When discussing what a Web Content Strategist does, it is very easy to get bogged down on all of the different requirements of a role that spans so many disciplines. It is a very useful exercise to reduce it to its most important elements. In the excellent The Web Content Strategist’s Bible, Richard Sheffield outlines 4 key qualities for a content manager which have nothing to do with technical requirements. He contends that the individual must be:
- A decent writer and editor
- Someone who understands how to plan and implement a project
- Someone who really wants to do this kind of work
- Someone who understands the bare basics of how the web works technically
And that’s it. Everything else is ‘gravy’.
Different jobs will have different emphases and technical requirements. I would fully agree with the above. Of course I can think of half a dozen other attributes to add to the list but that is self-defeating.

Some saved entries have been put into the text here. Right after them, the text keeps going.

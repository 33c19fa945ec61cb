/// Personal name heuristic detector
///
/// Two adjacent capitalised words form a candidate. This is inherently
/// noisy in prose and code alike, so a stoplist removes the common
/// capitalised-pair false positives (place names, headings, API nouns).
/// The detector matters mostly as a co-occurrence partner: a name next to
/// a TFN or address escalates the cluster.
use crate::core::{Detector, Finding, PIType, ValidatorRegistry};
use crate::detectors::build_finding;
use once_cell::sync::Lazy;
use regex::Regex;
use std::collections::HashSet;
use std::sync::Arc;

static NAME_PATTERN: Lazy<Regex> = Lazy::new(|| {
    Regex::new(r"\b[A-Z][a-z]{1,19} [A-Z][a-z]{1,19}\b").expect("Failed to compile name regex")
});

/// Capitalised words that start far more headings than surnames
static STOPWORDS: Lazy<HashSet<&'static str>> = Lazy::new(|| {
    [
        "The", "This", "That", "These", "Those", "New", "Old", "North", "South", "East", "West",
        "Main", "High", "Great", "Little", "Upper", "Lower", "Hello", "World", "About", "Contact",
        "Home", "Page", "Next", "Last", "First", "Index", "Error", "Warning", "Notice", "Public",
        "Private", "Internal", "External", "Api", "Http", "Json", "Yaml", "Config", "Default",
        "True", "False", "None", "Null", "String", "Number", "Object", "Array", "Value", "Key",
        "File", "Path", "Test", "Mock", "Example", "Sample", "User", "Admin", "Account", "Street",
        "Road", "Avenue", "Suite", "Level", "Unit",
    ]
    .into_iter()
    .collect()
});

pub struct NameDetector {
    validators: Arc<ValidatorRegistry>,
}

impl NameDetector {
    pub fn new(validators: Arc<ValidatorRegistry>) -> Self {
        Self { validators }
    }

    /// Pre-filter: neither word may be a stoplisted heading word
    fn pre_filter(matched: &str) -> bool {
        matched.split(' ').all(|word| !STOPWORDS.contains(word))
    }
}

impl Detector for NameDetector {
    fn name(&self) -> &str {
        "name"
    }

    fn detect(&self, text: &str, file_name: &str) -> Vec<Finding> {
        let mut findings = Vec::new();

        for capture in NAME_PATTERN.find_iter(text) {
            if !Self::pre_filter(capture.as_str()) {
                continue;
            }

            findings.push(build_finding(
                text,
                capture.start(),
                capture.end(),
                PIType::Name,
                self.name(),
                file_name,
                &self.validators,
            ));
        }

        findings
    }

    fn description(&self) -> Option<String> {
        Some(
            "Heuristic personal-name detector (adjacent capitalised words \
             with a stoplist). Primarily a co-occurrence signal."
                .to_string(),
        )
    }
}

#[cfg(test)]
mod tests {
    use super::*;
    use crate::default_validators;

    fn detector() -> NameDetector {
        NameDetector::new(Arc::new(default_validators()))
    }

    #[test]
    fn test_plain_name() {
        let findings = detector().detect("customer Jane Citizen opened an account", "crm.txt");
        assert_eq!(findings.len(), 1);
        assert_eq!(findings[0].matched, "Jane Citizen");
        assert_eq!(findings[0].pi_type, PIType::Name);
    }

    #[test]
    fn test_stopword_pairs_filtered() {
        let findings = detector().detect("The Example shows New South config", "readme.md");
        assert!(findings.is_empty());
    }

    #[test]
    fn test_lowercase_words_not_matched() {
        let findings = detector().detect("jane citizen logged in", "log.txt");
        assert!(findings.is_empty());
    }
}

A Web Content Strategist needs to love the job
It can be assumed that this is important in any job but particularly so in a job which is not glamorous. Now, whatever else can be said about the role of web content strategist, it is not perceived as being glamorous. Few people understand precisely what it is, and most assume it to be simply writing stuff without having any idea of how complex the role is or how few people have the range of skills to be successful at it.
So the web content strategist will not be the envy of many people. The job has other, unseen benefits. You more often get to create something great over a long period of time, rather than roving from site to site as many web designers and programmers do. The job is massively varied and has a nice mixture of teamwork and solo work. You can work in almost any industry as everyone needs a web presence. And what you do is important for your company and will be increasingly so in the coming years.
Those are the things to love about the job.